North Harbour News

Motorway bus lane blocked by drivers

- SIMON SMITH

Auckland bus drivers are finding it too difficult to use a Northwest Motorway bus lane at rush hour.

Scores of vehicles from the city queue at peak times along a new bus lane in order to exit at Te Atatu off ramp, blocking it for buses.

Te Atatu resident and regular bus commuter Pshem Kowalczyk posted video to Twitter on October 10 of the problem – as his bus drove past in a traffic lane.

‘‘While the cars pile up to get off the motorway ... people join the car in front and are completely unaware that this is actually a bus lane.

‘‘And then before you know it they are all the way back to Patiki,’’ Kowalczyk says.

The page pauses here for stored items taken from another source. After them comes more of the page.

use serde::{Deserialize, Serialize};
use std::collections::HashMap;
use std::path::{Path, PathBuf};

use promptrun_utils::error::ConfigError;
use promptrun_utils::types::ConfigSource;

use crate::{CliArgs, Config, Defaults, LlmConfig, StorageConfig, ToolsConfig, ValidationConfig};

/// Environment variable pointing at a directory holding `config.toml`
pub const PROMPTRUN_HOME_ENV: &str = "PROMPTRUN_HOME";

/// TOML configuration file structure
#[derive(Debug, Default, Deserialize, Serialize)]
struct TomlConfig {
    defaults: Option<TomlDefaults>,
    validation: Option<TomlValidation>,
    llm: Option<TomlLlm>,
    tools: Option<TomlTools>,
    storage: Option<TomlStorage>,
}

#[derive(Debug, Default, Deserialize, Serialize)]
struct TomlDefaults {
    max_llm_calls: Option<u32>,
    max_tool_calls: Option<u32>,
    tool_timeout_ms: Option<u64>,
    max_total_execution_ms: Option<u64>,
}

#[derive(Debug, Default, Deserialize, Serialize)]
struct TomlValidation {
    threshold: Option<f64>,
    gate_retries: Option<u32>,
    model: Option<String>,
}

#[derive(Debug, Default, Deserialize, Serialize)]
struct TomlLlm {
    provider: Option<String>,
    model: Option<String>,
    base_url: Option<String>,
    api_key_env: Option<String>,
    temperature: Option<f64>,
    max_tokens: Option<u32>,
    timeout_secs: Option<u64>,
}

#[derive(Debug, Default, Deserialize, Serialize)]
struct TomlTools {
    base_url: Option<String>,
    enable_activities: Option<bool>,
    enable_workflows: Option<bool>,
    env: Option<std::collections::BTreeMap<String, String>>,
}

#[derive(Debug, Default, Deserialize, Serialize)]
struct TomlStorage {
    library: Option<PathBuf>,
    execution_log: Option<PathBuf>,
}

/// Overwrite `target` when `value` is set and record where it came from.
fn apply<T>(
    target: &mut Option<T>,
    value: Option<T>,
    key: &str,
    source: ConfigSource,
    attribution: &mut HashMap<String, ConfigSource>,
) {
    if let Some(v) = value {
        *target = Some(v);
        attribution.insert(key.to_string(), source);
    }
}

impl Config {
    /// Discover and load configuration with precedence: CLI > file > defaults
    ///
    /// Honors `$PROMPTRUN_HOME` and searches upward from the current directory.
    ///
    /// # Errors
    ///
    /// Returns an error if the current directory cannot be determined, a config
    /// file exists but cannot be parsed, or validation fails.
    pub fn discover(cli_args: &CliArgs) -> Result<Self, ConfigError> {
        let start_dir = std::env::current_dir().map_err(|e| ConfigError::DiscoveryFailed {
            reason: format!("failed to get current directory: {e}"),
        })?;

        let mut args = cli_args.clone();
        if args.config_path.is_none()
            && let Some(home) = std::env::var_os(PROMPTRUN_HOME_ENV)
        {
            let candidate = PathBuf::from(home).join("config.toml");
            if candidate.exists() {
                args.config_path = Some(candidate);
            }
        }

        Self::discover_from(&start_dir, &args)
    }

    /// Discover and load configuration starting from a specific directory
    ///
    /// The path-driven variant used by tests; it reads no environment variables.
    ///
    /// # Errors
    ///
    /// Returns an error if the config file cannot be read or parsed, or the
    /// resulting configuration fails validation.
    pub fn discover_from(start_dir: &Path, cli_args: &CliArgs) -> Result<Self, ConfigError> {
        let mut source_attribution = HashMap::new();

        let mut defaults = Defaults::default();
        let mut validation = ValidationConfig::default();
        let mut llm = LlmConfig::default();
        let mut tools = ToolsConfig::default();
        let mut storage = StorageConfig::default();

        for key in [
            "max_llm_calls",
            "max_tool_calls",
            "tool_timeout_ms",
            "validation_threshold",
            "validation_gate_retries",
            "llm_provider",
            "llm_model",
            "llm_timeout_secs",
        ] {
            source_attribution.insert(key.to_string(), ConfigSource::Default);
        }

        let config_path = match &cli_args.config_path {
            Some(explicit) => {
                if !explicit.exists() {
                    return Err(ConfigError::NotFound {
                        path: explicit.display().to_string(),
                    });
                }
                Some(explicit.clone())
            }
            None => Self::discover_config_file_from(start_dir),
        };

        if let Some(path) = &config_path {
            tracing::debug!(path = %path.display(), "Loading config file");
            let file = Self::load_config_file(path)?;
            let src = ConfigSource::Config;
            let attr = &mut source_attribution;

            if let Some(d) = file.defaults {
                apply(&mut defaults.max_llm_calls, d.max_llm_calls, "max_llm_calls", src, attr);
                apply(&mut defaults.max_tool_calls, d.max_tool_calls, "max_tool_calls", src, attr);
                apply(&mut defaults.tool_timeout_ms, d.tool_timeout_ms, "tool_timeout_ms", src, attr);
                apply(
                    &mut defaults.max_total_execution_ms,
                    d.max_total_execution_ms,
                    "max_total_execution_ms",
                    src,
                    attr,
                );
            }

            if let Some(v) = file.validation {
                apply(&mut validation.threshold, v.threshold, "validation_threshold", src, attr);
                apply(
                    &mut validation.gate_retries,
                    v.gate_retries,
                    "validation_gate_retries",
                    src,
                    attr,
                );
                apply(&mut validation.model, v.model, "validation_model", src, attr);
            }

            if let Some(l) = file.llm {
                apply(&mut llm.provider, l.provider, "llm_provider", src, attr);
                apply(&mut llm.model, l.model, "llm_model", src, attr);
                apply(&mut llm.base_url, l.base_url, "llm_base_url", src, attr);
                apply(&mut llm.api_key_env, l.api_key_env, "llm_api_key_env", src, attr);
                apply(&mut llm.temperature, l.temperature, "llm_temperature", src, attr);
                apply(&mut llm.max_tokens, l.max_tokens, "llm_max_tokens", src, attr);
                apply(&mut llm.timeout_secs, l.timeout_secs, "llm_timeout_secs", src, attr);
            }

            if let Some(t) = file.tools {
                apply(&mut tools.base_url, t.base_url, "tools_base_url", src, attr);
                apply(
                    &mut tools.enable_activities,
                    t.enable_activities,
                    "enable_activities",
                    src,
                    attr,
                );
                apply(
                    &mut tools.enable_workflows,
                    t.enable_workflows,
                    "enable_workflows",
                    src,
                    attr,
                );
                if let Some(env) = t.env {
                    tools.env = env;
                    attr.insert("tools_env".to_string(), src);
                }
            }

            if let Some(s) = file.storage {
                apply(&mut storage.library, s.library, "library", src, attr);
                apply(&mut storage.execution_log, s.execution_log, "execution_log", src, attr);
            }
        }

        let src = ConfigSource::Cli;
        let attr = &mut source_attribution;
        apply(&mut storage.library, cli_args.library.clone(), "library", src, attr);
        apply(&mut defaults.max_llm_calls, cli_args.max_llm_calls, "max_llm_calls", src, attr);
        apply(&mut defaults.max_tool_calls, cli_args.max_tool_calls, "max_tool_calls", src, attr);
        apply(
            &mut defaults.tool_timeout_ms,
            cli_args.tool_timeout_ms,
            "tool_timeout_ms",
            src,
            attr,
        );
        apply(&mut llm.model, cli_args.model.clone(), "llm_model", src, attr);

        let config = Config {
            defaults,
            validation,
            llm,
            tools,
            storage,
            config_path,
            source_attribution,
        };

        config.validate()?;
        Ok(config)
    }

    /// Search upward for `.promptrun/config.toml`, stopping at a repository root.
    #[must_use]
    pub fn discover_config_file_from(start_dir: &Path) -> Option<PathBuf> {
        let mut current = Some(start_dir);

        while let Some(dir) = current {
            let config_path = dir.join(".promptrun").join("config.toml");
            if config_path.exists() {
                return Some(config_path);
            }

            if dir.join(".git").exists() || dir.join(".hg").exists() || dir.join(".svn").exists()
            {
                break;
            }

            current = dir.parent();
        }

        None
    }

    fn load_config_file(path: &Path) -> Result<TomlConfig, ConfigError> {
        match std::fs::read_to_string(path) {
            Ok(content) => toml::from_str(&content).map_err(|e| {
                ConfigError::InvalidFile(format!("{}: {e}", path.display()))
            }),
            Err(e) if e.kind() == std::io::ErrorKind::NotFound => Ok(TomlConfig::default()),
            Err(e) => Err(ConfigError::InvalidFile(format!(
                "failed to read {}: {e}",
                path.display()
            ))),
        }
    }
}

#[cfg(test)]
mod tests {
    use super::*;
    use std::fs;
    use tempfile::TempDir;

    fn write_config(root: &Path, body: &str) -> PathBuf {
        let dir = root.join(".promptrun");
        fs::create_dir_all(&dir).unwrap();
        let path = dir.join("config.toml");
        fs::write(&path, body).unwrap();
        path
    }

    #[test]
    fn test_defaults_without_config_file() {
        let temp = TempDir::new().unwrap();
        fs::create_dir(temp.path().join(".git")).unwrap();

        let config = Config::discover_from(temp.path(), &CliArgs::default()).unwrap();
        assert!(config.config_path.is_none());
        assert_eq!(config.max_llm_calls(), 5);
        assert_eq!(
            config.source_attribution.get("max_llm_calls"),
            Some(&ConfigSource::Default)
        );
    }

    #[test]
    fn test_upward_discovery_finds_parent_config() {
        let temp = TempDir::new().unwrap();
        fs::create_dir(temp.path().join(".git")).unwrap();
        let path = write_config(temp.path(), "[defaults]\nmax_llm_calls = 8\n");

        let nested = temp.path().join("a").join("b");
        fs::create_dir_all(&nested).unwrap();

        let config = Config::discover_from(&nested, &CliArgs::default()).unwrap();
        assert_eq!(config.config_path.as_deref(), Some(path.as_path()));
        assert_eq!(config.max_llm_calls(), 8);
        assert_eq!(
            config.source_attribution.get("max_llm_calls"),
            Some(&ConfigSource::Config)
        );
    }

    #[test]
    fn test_discovery_stops_at_repo_root() {
        let temp = TempDir::new().unwrap();
        write_config(temp.path(), "[defaults]\nmax_llm_calls = 8\n");

        let repo = temp.path().join("repo");
        fs::create_dir_all(repo.join(".git")).unwrap();

        assert!(Config::discover_config_file_from(&repo).is_none());
    }

    #[test]
    fn test_cli_overrides_file() {
        let temp = TempDir::new().unwrap();
        fs::create_dir(temp.path().join(".git")).unwrap();
        write_config(
            temp.path(),
            r#"
[defaults]
max_tool_calls = 7

[llm]
model = "file-model"
"#,
        );

        let args = CliArgs {
            max_tool_calls: Some(9),
            model: Some("cli-model".into()),
            ..CliArgs::default()
        };
        let config = Config::discover_from(temp.path(), &args).unwrap();

        assert_eq!(config.max_tool_calls(), 9);
        assert_eq!(config.llm_model(), "cli-model");
        assert_eq!(
            config.source_attribution.get("llm_model"),
            Some(&ConfigSource::Cli)
        );
    }

    #[test]
    fn test_full_file_is_parsed() {
        let temp = TempDir::new().unwrap();
        fs::create_dir(temp.path().join(".git")).unwrap();
        write_config(
            temp.path(),
            r#"
[defaults]
max_total_execution_ms = 60000

[validation]
threshold = 80.0
gate_retries = 2
model = "judge"

[llm]
provider = "openrouter"
api_key_env = "OPENROUTER_API_KEY"
temperature = 0.1

[tools]
base_url = "http://localhost:9000"
enable_activities = true
env = { REGION = "eu-west-1" }

[storage]
library = "lib/prompts.yaml"
"#,
        );

        let config = Config::discover_from(temp.path(), &CliArgs::default()).unwrap();
        assert_eq!(config.max_total_execution_ms(), Some(60_000));
        assert_eq!(config.validation_gate_retries(), 2);
        assert_eq!(config.validation.model.as_deref(), Some("judge"));
        assert_eq!(config.llm_provider(), "openrouter");
        assert!(config.activities_enabled());
        assert!(!config.workflows_enabled());
        assert_eq!(config.tools.env.get("REGION").map(String::as_str), Some("eu-west-1"));
        assert_eq!(config.library_path(), temp.path().join("lib/prompts.yaml"));
    }

    #[test]
    fn test_invalid_toml_rejected() {
        let temp = TempDir::new().unwrap();
        fs::create_dir(temp.path().join(".git")).unwrap();
        write_config(temp.path(), "[defaults\nmax_llm_calls = ");

        let err = Config::discover_from(temp.path(), &CliArgs::default()).unwrap_err();
        assert!(matches!(err, ConfigError::InvalidFile(_)));
    }

    #[test]
    fn test_explicit_missing_path_is_not_found() {
        let temp = TempDir::new().unwrap();
        let args = CliArgs {
            config_path: Some(temp.path().join("nope.toml")),
            ..CliArgs::default()
        };
        let err = Config::discover_from(temp.path(), &args).unwrap_err();
        assert!(matches!(err, ConfigError::NotFound { .. }));
    }

    #[test]
    fn test_out_of_range_value_fails_validation() {
        let temp = TempDir::new().unwrap();
        fs::create_dir(temp.path().join(".git")).unwrap();
        write_config(temp.path(), "[defaults]\nmax_llm_calls = 0\n");

        let err = Config::discover_from(temp.path(), &CliArgs::default()).unwrap_err();
        assert!(matches!(err, ConfigError::InvalidValue { ref key, .. } if key == "max_llm_calls"));
    }
}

Brett Gliddon is the highway manager for the NZ Transport Agency in Auckland.

He says the bus lane was opened in May, and the agency is aware that motorists are blocking it.

‘‘While we understand that motorists are doing this to shorten their wait in the queue to exit, we don’t encourage the use of bus lanes in this way,’’ he says.

‘‘We are currently reviewing the operation of the bus lane and the off ramp during peak hours to see if any changes would improve the efficiency and safety of the current layout.’’

Kowalczyk says he has commuted to work in the city by bus most work days for the past few years.

He is a member of Generation Zero and says his morning bus to town is also taking on average about 15 minutes longer since the recent opening of a fourth traffic lane across the causeway from Te Atatu.

It is being caught in ‘‘a huge backlog’’ as the fourth lane is exit only at Pt Chevalier, and all the city-bound traffic merges into three lanes, he says.

Kowalczyk would prefer that the recently opened fourth traffic lane was a shoulder bus lane – like it was before the causeway improvemen­t work started.

Ideally though, a gradesepar­ated busway all the way into town ‘‘is the only reasonable option’’ so that buses are not slowed by broken-down cars or by merging into the traffic at motorway exits, he says.

Work on the Northwest Motorway, including the reopening of bus lanes across the causeway, is due to be complete by the time the Waterview Tunnel opens in early 2017 and connects State Highways 20 and 16 as part of the Western Ring Route project.